***** AVAILABLE DATA
//! Inclusion, exclusion and external-API exemption predicates over
//! artifact paths.
//!
//! Patterns are written in class-name style (`com.example.Foo`,
//! `com.example.api.*`) or path style (`**/generated/**`). Dots are
//! normalized to path separators, bare patterns are anchored with `**/`,
//! and a trailing `/*` matches whole sub-trees. Matching is
//! case-insensitive against the artifact path with its extension stripped,
//! so one pattern set governs both `.class` and `.java` artifacts.

// The unfiltered constructor is library API; the CLI always builds from patterns
#![allow(dead_code)]

use std::path::Path;

use glob::{MatchOptions, Pattern};
use thiserror::Error;

/// A filter pattern that cannot be compiled. Fatal at setup: it indicates
/// misconfiguration, not a data problem.
#[derive(Debug, Error)]
#[error("invalid filter pattern '{pattern}': {source}")]
pub struct PatternError {
    pub pattern: String,
    #[source]
    source: glob::PatternError,
}

const MATCH_OPTIONS: MatchOptions = MatchOptions {
    case_sensitive: false,
    require_literal_separator: true,
    require_literal_leading_dot: false,
};

/// The three independent predicates of one analysis run.
///
/// Inclusion defaults to "all" (an empty pattern list matches everything);
/// exclusion and exemption default to "none". Exemption keeps a class out
/// of the candidate pool but never out of the set of reference sources.
pub struct FilterPolicy {
    include: Vec<Pattern>,
    exclude: Vec<Pattern>,
    external: Vec<Pattern>,
}

impl FilterPolicy {
    pub fn new(
        include: &[String],
        exclude: &[String],
        external: &[String],
    ) -> Result<Self, PatternError> {
        Ok(Self {
            include: compile(include)?,
            exclude: compile(exclude)?,
            external: compile(external)?,
        })
    }

    /// Policy with no filtering at all: everything analyzed, nothing
    /// exempt.
    pub fn allow_all() -> Self {
        Self {
            include: Vec::new(),
            exclude: Vec::new(),
            external: Vec::new(),
        }
    }

    /// Whether the artifact participates in analysis at all. Excluded and
    /// exempted artifacts stay in scope: both still act as *sources* of
    /// references to the remaining candidates.
    pub fn in_scope(&self, path: &Path) -> bool {
        let subject = match_subject(path);
        self.include.is_empty() || matches_any(&self.include, &subject)
    }

    /// Whether the artifact is excluded from the candidate pool.
    pub fn is_excluded(&self, path: &Path) -> bool {
        matches_any(&self.exclude, &match_subject(path))
    }

    /// Whether the artifact is exempt from dead-class reporting as
    /// intentional external API.
    pub fn is_exempt(&self, path: &Path) -> bool {
        matches_any(&self.external, &match_subject(path))
    }

    /// Whether the artifact's class may enter the candidate pool.
    pub fn is_candidate(&self, path: &Path) -> bool {
        self.in_scope(path) && !self.is_excluded(path) && !self.is_exempt(path)
    }
}

fn compile(patterns: &[String]) -> Result<Vec<Pattern>, PatternError> {
    patterns
        .iter()
        .map(|pattern| {
            let normalized = normalize(pattern);
            Pattern::new(&normalized).map_err(|source| PatternError {
                pattern: pattern.clone(),
                source,
            })
        })
        .collect()
}

/// Class-name patterns become path globs: dots turn into separators, bare
/// patterns are anchored anywhere in the tree, and a trailing `/*` matches
/// everything below a package.
fn normalize(pattern: &str) -> String {
    let mut normalized = pattern.trim().replace('.', "/");

    if let Some(anchored) = normalized.strip_prefix('/') {
        // Already absolute: anchor at the root, minus the leading slash the
        // match subject also drops.
        return maybe_widen(anchored.to_string());
    }
    if !normalized.starts_with("**/") {
        normalized = format!("**/{}", normalized);
    }
    maybe_widen(normalized)
}

fn maybe_widen(mut pattern: String) -> String {
    if pattern.ends_with("/*") {
        pattern.push('*');
    }
    pattern
}

fn matches_any(patterns: &[Pattern], subject: &str) -> bool {
    patterns
        .iter()
        .any(|pattern| pattern.matches_with(subject, MATCH_OPTIONS))
}

/// Path as matched by the patterns: separators normalized, leading slash
/// and extension stripped so class and source artifacts of the same type
/// agree.
fn match_subject(path: &Path) -> String {
    let text = path.to_string_lossy().replace('\\', "/");
    let text = text.trim_start_matches('/');
    text.strip_suffix(".class")
        .or_else(|| text.strip_suffix(".java"))
        .unwrap_or(text)
        .to_string()
}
**********
Pull from the data each line where the string "MatchOptions" turns up.

use glob::{MatchOptions, Pattern};
const MATCH_OPTIONS: MatchOptions = MatchOptions {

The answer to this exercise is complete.